I was on my way to assist at the funeral of the library in White Cedar. My great, great grandfather, Thomas Willman, had provided the money to build the library and on his death had bequeathed his books to it. He’d specified that if the town closed the library the books should be returned to his heirs. I was the only surviving descendent the town had found, and I’d rented a large SUV in case the books were worth claiming.
Cathy Bender, the town librarian, had been the one to call. Her voice had that slight midwestern nasality that some easterners find annoying but I had always liked.
“Mr. Willman, praise the Lord I was able to find you. We need to talk about the Willman books in our library.”
“Call me John, please. What about them?”
“White Cedars can’t support the library any more, and has to close it.”
“Maybe get some cultural aid money from the state.”
“Ah. Well, they’re radical Democrats and we’re solid Tea Party, so they don’t look too kindly on us.”
I paused. “Well, Cathy, I could be classified as one of those rad libs.”
There was a pause on her end. “Well, you seem nice anyway, John, we just won’t talk politics.”
Or religion, I thought.
Cathy and I spent the next fifteen minutes talking safely if boringly about White Cedar and its recent activities. Her voice had a pleasing brook burble to it, and I let her flow.
I drove into town the late afternoon of the second day. The main street had only one traffic light- a flashing yellow. Many of the store fronts were papered over, and those still clear-glassed looked grimy. White Cedar was dying, one organ at a time, and it was the library’s turn.
There were no pedestrians, and the only hint of congestion was at the gas station cum convenience store. Beer sales apparently were still good. I parked in the overgrown lot of an abandoned Kmart and called Cathy.
“Cathy? It’s John Willman. I just got into town.”

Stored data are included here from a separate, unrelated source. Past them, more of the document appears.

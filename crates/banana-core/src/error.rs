//! Unified error types for Banana Studio Core.

use serde::Serialize;
use thiserror::Error;

/// Main error type for all Banana Studio operations.
#[derive(Error, Debug)]
pub enum AppError {
    /// Client sent a request we cannot use (missing prompt/images, bad fields).
    #[error("{0}")]
    InvalidInput(String),

    /// Request body arrived with a content type we do not accept.
    #[error("Unsupported content-type. Use JSON or multipart/form-data.")]
    UnsupportedMediaType,

    /// Configuration loading or validation failed (missing credential, bad URL).
    #[error("Configuration error: {0}")]
    Config(String),

    /// Payments master switch is off.
    #[error("Payments are disabled.")]
    PaymentsDisabled,

    /// Upstream API answered with a non-success status.
    #[error("{service} error: {status}")]
    UpstreamStatus {
        service: &'static str,
        status: u16,
        body: String,
    },

    /// Upstream API could not be reached at all (DNS, connect, timeout).
    #[error("Failed to reach {service}.")]
    UpstreamUnreachable {
        service: &'static str,
        detail: String,
        timed_out: bool,
    },

    /// Upstream answered 2xx but no image could be extracted anywhere.
    #[error("No images returned from model.")]
    NoImages { debug: serde_json::Value },

    /// Auth provider flow failed (authorize URL, code exchange, logout).
    #[error("Auth error: {0}")]
    Auth(String),

    /// Network request failed (HTTP client).
    #[error("Network error: {0}")]
    Network(#[from] reqwest::Error),

    /// JSON serialization/deserialization failed.
    #[error("JSON error: {0}")]
    Json(#[from] serde_json::Error),

    /// Unclassified error with message.
    #[error("Server error: {0}")]
    Unknown(String),
}

impl AppError {
    /// Classify a reqwest failure as an unreachable-upstream error,
    /// keeping the timeout distinction intact.
    pub fn unreachable(service: &'static str, err: reqwest::Error) -> Self {
        AppError::UpstreamUnreachable {
            service,
            detail: err.to_string(),
            timed_out: err.is_timeout(),
        }
    }
}

impl Serialize for AppError {
    fn serialize<S>(&self, serializer: S) -> Result<S::Ok, S::Error>
    where
        S: serde::Serializer,
    {
        serializer.serialize_str(self.to_string().as_str())
    }
}

/// Result type alias for Banana Studio operations.
pub type AppResult<T> = Result<T, AppError>;

impl From<String> for AppError {
    fn from(s: String) -> Self {
        AppError::Unknown(s)
    }
}

impl From<&str> for AppError {
    fn from(s: &str) -> Self {
        AppError::Unknown(s.to_string())
    }
}
//! Checkout endpoints.
//!
//! `POST /api/checkout` creates a Creem checkout session; the response hints
//! are deliberately chatty because the common failure modes are all operator
//! misconfiguration (wrong-environment keys, swapped secret/product-id
//! values).

use axum::extract::State;
use axum::http::{HeaderMap, StatusCode};
use axum::response::Json;
use serde::Serialize;
use serde_json::{json, Value};
use tracing::info;

use banana_core::checkout::{checkout_config_report, CheckoutConfigReport, CheckoutRequest};
use banana_core::AppError;

use super::auth::session_access_token;
use super::error::ApiError;
use crate::state::AppState;

#[derive(Serialize)]
pub struct CheckoutResponse {
    #[serde(rename = "checkoutUrl")]
    pub checkout_url: String,
}

/// POST /api/checkout
pub async fn create_checkout(
    State(state): State<AppState>,
    headers: HeaderMap,
    body: Result<Json<Value>, axum::extract::rejection::JsonRejection>,
) -> Result<Json<CheckoutResponse>, ApiError> {
    let origin = state.request_origin(&headers);

    let Ok(Json(body)) = body else {
        return Err(ApiError::bad_request("Invalid JSON body."));
    };
    let request: CheckoutRequest = serde_json::from_value(body)
        .map_err(|e| ApiError::bad_request("Invalid request.").detail(e.to_string()))?;
    request.validate().map_err(ApiError::from)?;

    let creem = &state.inner.config.creem;
    if !creem.enable_payments {
        return Err(AppError::PaymentsDisabled.into());
    }

    let plan = request.plan;
    let cycle = request.billing_cycle;
    let Some(product_id) = creem.product_id(plan, cycle) else {
        return Err(ApiError::new(
            StatusCode::INTERNAL_SERVER_ERROR,
            "Missing Creem product ID for this plan.",
        )
        .hint(format!(
            "Set the appropriate CREEM_*_PRODUCT_ID env var for plan={} billingCycle={}.",
            plan.as_str(),
            cycle.as_str()
        )));
    };
    let product_id = product_id.to_string();

    // Attach the signed-in user's email when a session is present; checkout
    // works without one.
    let customer_email = match session_access_token(&headers) {
        Some(token) => state.inner.auth.user_email(&token).await,
        None => None,
    };

    let request_id = uuid::Uuid::new_v4().to_string();
    let api_base_url = creem.api_base_url();
    let success_url = format!("{}/pricing/success?plan={}", origin, plan.as_str());

    let mut payload = json!({
        "product_id": product_id,
        "request_id": request_id,
        "units": request.units.unwrap_or(1),
        "success_url": success_url,
        "metadata": {
            "plan": plan.as_str(),
            "billingCycle": cycle.as_str(),
            "origin": origin,
        },
    });
    if let Some(email) = customer_email {
        payload["customer"] = json!({ "email": email });
    }

    info!(
        "[checkout] plan={} cycle={} units={} base={}",
        plan.as_str(),
        cycle.as_str(),
        request.units.unwrap_or(1),
        api_base_url
    );

    let response = match state.inner.creem.create_checkout(&payload).await {
        Ok(response) => response,
        Err(AppError::UpstreamStatus { status, body, .. }) => {
            let mut error = ApiError::new(
                StatusCode::BAD_GATEWAY,
                format!("Creem API error: {}", status),
            )
            .detail(body)
            .debug(json!({
                "creemApiBaseUrl": api_base_url,
                "productId": product_id,
                "plan": plan.as_str(),
                "billingCycle": cycle.as_str(),
            }));
            if status == 403 {
                error = error.hint(
                    "If you are using a test key (creem_test_*), set CREEM_API_BASE_URL=https://test-api.creem.io (or leave it unset). Also ensure product_id values match the same Creem environment.",
                );
            } else if status == 404 {
                error = error.hint(
                    "Creem returned Product not found. This almost always means the CREEM_*_PRODUCT_ID values are from a different Creem environment than your CREEM_API_KEY (test vs live), the ID is wrong, or you've accidentally pasted a webhook secret (whsec_*) into a product ID env var.",
                );
            }
            return Err(error);
        }
        Err(e) => return Err(e.into()),
    };

    let Some(checkout_url) = response.get("checkout_url").and_then(Value::as_str) else {
        return Err(ApiError::new(
            StatusCode::BAD_GATEWAY,
            "Creem response missing checkout_url.",
        ));
    };

    Ok(Json(CheckoutResponse {
        checkout_url: checkout_url.to_string(),
    }))
}

/// GET /api/checkout/config
pub async fn get_checkout_config(State(state): State<AppState>) -> Json<CheckoutConfigReport> {
    Json(checkout_config_report(&state.inner.config.creem))
}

“Depressing isn’t it, John. The nearest motel is about seven miles down the state road, in case you’ve changed your mind about staying with me. It’s not Marriott, but it’s comfortable, and I could use the money. I have WiFi.”
After two days of blurring Motel Six, Days Inn and Red Roof signs, I wanted local. “Still forty dollars a day?”
“Yes. Is that too much?”
“It’s fine. I’m guessing meals aren’t included?”
“No, but the diner down the street is open early to late and could use the business too.”
It took a full three minutes to drive to her house. She was waiting on the front porch. “We’ve talked so much on the phone, John, I feel like I know you.”
Cathy was petite, slim and short haired. We said hello again and hugged because it seemed the thing to do. She felt nice. We walked my bags up to an upstairs bedroom and came back down into a front room stuffed with old furniture. She called it a parlor. “I can do credit cards, but if you pay me by cash or check it saves me money.”
My check book was seven hundred fifty miles away. “Ah, no problem, I’ll just hit an ATM when I go for dinner.”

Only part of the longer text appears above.